> TASK DIRECTIONS: Your job is to return every line in the data holding the string "outcome".

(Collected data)
//! Storage layer for parastate
//!
//! This crate holds everything a transaction's accesses turn into:
//! - Univalue: per-transaction access record with counters and value
//! - WriteCache: transaction-local buffer with directory maintenance
//! - Filters: export shaping for intra- and inter-process consumers
//! - Transition log: offset-indexed binary format for records
//! - MemoryStore: DashMap-backed committed state

#![warn(missing_docs)]
#![warn(clippy::all)]

pub mod filters;
pub mod format;
pub mod memory;
pub mod univalue;
pub mod write_cache;

pub use filters::{AccumulatorOnly, InterProcess, InterTransaction, TransitionFilter};
pub use format::TransitionLogError;
pub use memory::MemoryStore;
pub use univalue::{Property, Univalue};
pub use write_cache::WriteCache;
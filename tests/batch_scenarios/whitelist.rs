//! Whitelist filtering
//!
//! Records of transactions outside the allow-set never reach finalization.

use crate::common::*;

fn disjoint_batch() -> Vec<Univalue> {
    vec![
        Univalue::new(1, "/one", 0, 1, 0, Some(Value::Int64(1)), false),
        Univalue::new(2, "/two", 0, 1, 0, Some(Value::Int64(2)), false),
        Univalue::new(3, "/three", 0, 1, 0, Some(Value::Int64(3)), false),
    ]
}

#[test]
fn white_list_excludes_unlisted_tx() {
    let importer = Importer::new(rooted_store());
    importer.import(disjoint_batch()).unwrap();
    importer.white_list(&[1, 3]);
    importer.sort();
    let out = importer.finalize().unwrap();

    assert!(out.records.iter().all(|r| r.tx() != 2));
    let paths: Vec<&str> = out.records.iter().map(Univalue::path).collect();
    assert_eq!(paths, vec!["/one", "/three"]);
}

#[test]
fn white_list_spares_system() {
    let importer = Importer::new(rooted_store());
    let mut batch = disjoint_batch();
    batch.push(Univalue::new(SYSTEM, "/sys", 0, 1, 0, Some(Value::Int64(0)), false));
    importer.import(batch).unwrap();
    importer.white_list(&[]);
    importer.sort();
    let out = importer.finalize().unwrap();

    assert_eq!(out.records.len(), 1);
    assert_eq!(out.records[0].tx(), SYSTEM);
}

#[test]
fn white_list_voids_every_key_of_a_loser() {
    let store = rooted_store();
    let mut batch = execute(&store, 1, |c| {
        c.write(1, "/x", Some(Value::Int64(1))).unwrap();
        c.write(1, "/y", Some(Value::Int64(1))).unwrap();
    });
    batch.extend(execute(&store, 2, |c| c.write(2, "/x", Some(Value::Int64(2))).unwrap()));
    batch.extend(execute(&store, 3, |c| {
        c.read(3, "/x").unwrap();
        c.write(3, "/z", Some(Value::Int64(3))).unwrap();
    }));

    let outcome = engine(store.clone()).process(batch).unwrap();
    // tx 3 read /x while tx 1 wrote it
    assert_eq!(outcome.aborted, vec![2, 3]);
    assert!(store.exists("/y"));
    assert!(!store.exists("/z"));
    assert_eq!(
        store.retrieve("/").unwrap().and_then(|v| v.keys()),
        Some(vec!["x".to_string(), "y".to_string()])
    );
}
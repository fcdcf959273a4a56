//! Batch Scenario Tests
//!
//! End-to-end checks of arbitration, accumulation, whitelisting and
//! finalization through the public facade.

#[path = "../common/mod.rs"]
mod common;

mod directories;
mod properties;
mod scenarios;
mod whitelist;
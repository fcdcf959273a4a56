//! Per-key merge sequences
//!
//! A `DeltaSequence` collects every record contributed to one key during a
//! batch, orders them deterministically, and merges them into a single
//! finalized record. When the key already has committed state, that state
//! is the base the records are merged onto.

use std::cmp::Ordering;

use parastate_core::{tx_order, ReadOnlyStore, Result, TxId, SYSTEM};
use parastate_storage::Univalue;

/// Ordered records for one key
#[derive(Debug, Clone)]
pub struct DeltaSequence {
    key: String,
    base: Option<Univalue>,
    records: Vec<Univalue>,
}

impl DeltaSequence {
    /// Create an empty sequence with no committed base
    pub fn new(key: impl Into<String>) -> Self {
        DeltaSequence {
            key: key.into(),
            base: None,
            records: Vec::new(),
        }
    }

    /// Create a sequence whose base is the committed value of `key`, if any
    pub fn load(key: impl Into<String>, store: &dyn ReadOnlyStore) -> Result<Self> {
        let key = key.into();
        let base = store
            .retrieve(&key)?
            .map(|value| Univalue::new(SYSTEM, key.clone(), 0, 0, 0, Some(value), true));
        Ok(DeltaSequence {
            key,
            base,
            records: Vec::new(),
        })
    }

    /// Key of the sequence
    pub fn key(&self) -> &str {
        &self.key
    }

    /// Committed base, if the key preexists
    pub fn base(&self) -> Option<&Univalue> {
        self.base.as_ref()
    }

    /// Contributed records
    pub fn records(&self) -> &[Univalue] {
        &self.records
    }

    /// Number of contributed records
    pub fn len(&self) -> usize {
        self.records.len()
    }

    /// Whether no record was contributed
    pub fn is_empty(&self) -> bool {
        self.records.is_empty()
    }

    /// Append a record
    pub fn add(&mut self, record: Univalue) {
        self.records.push(record);
    }

    /// Void every record contributed by `tx`.
    ///
    /// Persistent records survive rollback and are left in place. Returns
    /// the number of records voided.
    pub fn invalidate(&mut self, tx: TxId) -> usize {
        let mut voided = 0;
        for record in self
            .records
            .iter_mut()
            .filter(|r| r.tx() == tx && !r.persistent())
        {
            record.invalidate();
            voided += 1;
        }
        voided
    }

    /// Stable sort by transaction, SYSTEM first
    pub fn sort(&mut self) {
        self.records.sort_by(|a, b| sequence_order(a, b));
    }

    /// Merge the sequence into one record.
    ///
    /// Voided records are discarded first. With a committed base every
    /// remaining record is merged onto it. Without one, a lone remaining
    /// record is the finalized record as is, with only its pending delta
    /// resolved against zero. Several records on a new key merge onto the
    /// first of them. Returns `None` when nothing is left to merge.
    ///
    /// The finalized record replaces the sequence contents, so finalizing
    /// again yields the same record.
    ///
    /// # Errors
    ///
    /// Propagates merge errors from [`Univalue::apply_delta`]; the sequence
    /// is left unchanged on error.
    pub fn finalize(&mut self) -> Result<Option<Univalue>> {
        self.records.retain(|r| !r.is_void());

        let merged = match (self.base.clone(), self.records.as_slice()) {
            (None, []) => return Ok(None),
            (None, [lone]) => {
                let mut merged = lone.clone();
                merged.resolve()?;
                merged
            }
            (None, [first, chain @ ..]) => {
                let mut merged = first.clone();
                merged.apply_delta(chain)?;
                merged
            }
            (Some(mut merged), chain) => {
                merged.apply_delta(chain)?;
                merged
            }
        };

        self.base = Some(merged.clone());
        self.records.clear();
        Ok(Some(merged))
    }
}

fn sequence_order(a: &Univalue, b: &Univalue) -> Ordering {
    tx_order(a.tx(), b.tx())
}
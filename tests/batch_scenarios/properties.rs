//! Batch-level properties
//!
//! Conflict rules, accumulator precedence, finalize idempotence and record
//! codec round trips, checked through the facade.

use crate::common::*;
use parastate::{transition_log, DeltaSequence, U256};
use proptest::prelude::*;

// ============================================================================
// Conflict rules
// ============================================================================

mod conflict_rules {
    use super::*;

    fn read(tx: TxId, path: &str) -> Univalue {
        Univalue::new(tx, path, 1, 0, 0, Some(Value::Int64(0)), true)
    }

    fn write(tx: TxId, path: &str) -> Univalue {
        Univalue::new(tx, path, 0, 1, 0, Some(Value::Int64(0)), true)
    }

    #[test]
    fn one_read_per_key_never_conflicts() {
        let batch: Vec<Univalue> = (0..10).map(|i| read(i, &format!("/k{}", i))).collect();
        assert!(Arbitrator::detect(&batch).is_empty());
    }

    #[test]
    fn pure_deltas_within_bounds_do_not_conflict() {
        let batch = vec![
            delta_record(1, "/c", 5, true, 0, 100),
            delta_record(2, "/c", 7, true, 0, 100),
        ];
        assert!(Arbitrator::detect(&batch).is_empty());
    }

    #[test]
    fn pure_deltas_over_bound_conflict_once() {
        let batch = vec![
            delta_record(1, "/c", 60, true, 0, 100),
            delta_record(2, "/c", 70, true, 0, 100),
        ];
        let conflicts = Arbitrator::detect(&batch);
        assert_eq!(conflicts.len(), 1);
        assert!(!conflicts[0].is_access());
    }

    #[test]
    fn write_conflicts_with_later_records() {
        for other in [read(2, "/k"), write(2, "/k"), delta_record(2, "/k", 1, true, 0, 9)] {
            let conflicts = Arbitrator::detect(&[write(1, "/k"), other]);
            assert_eq!(conflicts.len(), 1);
            assert!(conflicts[0].is_access());
            assert_eq!(conflicts[0].tx_ids(), &[2]);
        }
    }

    #[test]
    fn read_and_delta_conflict_in_either_order() {
        let pairs = [
            vec![read(1, "/c"), delta_record(2, "/c", 1, true, 0, 9)],
            vec![delta_record(1, "/c", 1, true, 0, 9), read(2, "/c")],
        ];
        for batch in pairs {
            let conflicts = Arbitrator::detect(&batch);
            assert_eq!(conflicts.len(), 1);
            assert!(conflicts[0].is_access());
        }
    }

    #[test]
    fn underflow_reported_before_overflow() {
        let batch = vec![
            delta_record(1, "/c", 8, true, 0, 10),
            delta_record(2, "/c", 8, true, 0, 10),
            delta_record(3, "/c", 4, false, 0, 10),
            delta_record(4, "/c", 4, false, 0, 10),
        ];
        let conflicts = Arbitrator::detect(&batch);
        let kinds: Vec<ConflictKind> = conflicts.iter().map(Conflict::kind).collect();
        assert_eq!(kinds, vec![ConflictKind::UnderflowLimit, ConflictKind::OverflowLimit]);
        assert_eq!(losers(&conflicts), vec![2, 4]);
    }
}

// ============================================================================
// Finalization
// ============================================================================

mod finalization {
    use super::*;

    #[test]
    fn finalize_is_idempotent() {
        let store = counter_store("/c", 3, 0, 100);
        let mut seq = DeltaSequence::load("/c", &*store).unwrap();
        seq.add(delta_record(2, "/c", 4, true, 0, 100));
        seq.add(delta_record(1, "/c", 1, false, 0, 100));
        seq.sort();
        let first = seq.finalize().unwrap().unwrap();
        assert_eq!(first.peek().and_then(Value::as_u64), Some(6));
        assert_eq!(seq.finalize().unwrap(), Some(first));
    }

    #[test]
    fn overflow_rejects_key_without_aborting_batch() {
        let store = counter_store("/c", 90, 0, 100);
        store.put("/other", &Value::Int64(0)).unwrap();
        // both deltas fit alone and together against zero, but not on top of 90
        let batch = vec![
            delta_record(1, "/c", 6, true, 0, 100),
            delta_record(2, "/c", 6, true, 0, 100),
            Univalue::new(3, "/other", 0, 1, 0, Some(Value::Int64(7)), true),
        ];
        let outcome = engine(store.clone()).process(batch).unwrap();
        assert_eq!(outcome.rejected.len(), 1);
        assert_eq!(outcome.rejected[0].0, "/c");
        assert_eq!(store.retrieve("/c").unwrap().and_then(|v| v.as_u64()), Some(90));
        assert_eq!(store.retrieve("/other").unwrap(), Some(Value::Int64(7)));
    }
}

// ============================================================================
// Codec round trips
// ============================================================================

mod codec {
    use super::*;

    fn arb_value() -> impl Strategy<Value = Value> {
        prop_oneof![
            prop::collection::vec("[a-z]{1,4}/?", 0..4).prop_map(|c| Value::Path(PathDir::with_children(c))),
            prop::collection::vec(any::<u8>(), 0..16).prop_map(Value::Bytes),
            "[ -~]{0,12}".prop_map(Value::String),
            any::<i64>().prop_map(Value::Int64),
            (0u64..500, 500u64..1000).prop_map(|(v, max)| Value::u64(v, 0, max)),
            any::<u128>().prop_map(|v| Value::u256(U256::from(v), U256::ZERO, U256::MAX)),
        ]
    }

    proptest! {
        #[test]
        fn univalue_roundtrip(tx in 0u32..1000, value in arb_value(), preexists in any::<bool>()) {
            let record = Univalue::new(tx, "/k", 1, 1, 0, Some(value), preexists);
            let bytes = record.encode().unwrap();
            let (decoded, _) = Univalue::decode(&bytes).unwrap();
            prop_assert_eq!(decoded, record);
        }

        #[test]
        fn transition_log_roundtrip(values in prop::collection::vec(arb_value(), 0..12)) {
            let records: Vec<Univalue> = values
                .into_iter()
                .enumerate()
                .map(|(i, v)| Univalue::new(i as TxId, format!("/k{}", i), 0, 1, 0, Some(v), false))
                .collect();
            let bytes = transition_log::encode(&records).unwrap();
            prop_assert_eq!(transition_log::decode(&bytes).unwrap(), records);
        }
    }
}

> ANSWER FOR THE TASK:
    let outcome = engine(store.clone()).process(batch).unwrap();
    assert_eq!(outcome.aborted, vec![2, 3]);
        let outcome = engine(store.clone()).process(batch).unwrap();
        assert_eq!(outcome.rejected.len(), 1);
        assert_eq!(outcome.rejected[0].0, "/c");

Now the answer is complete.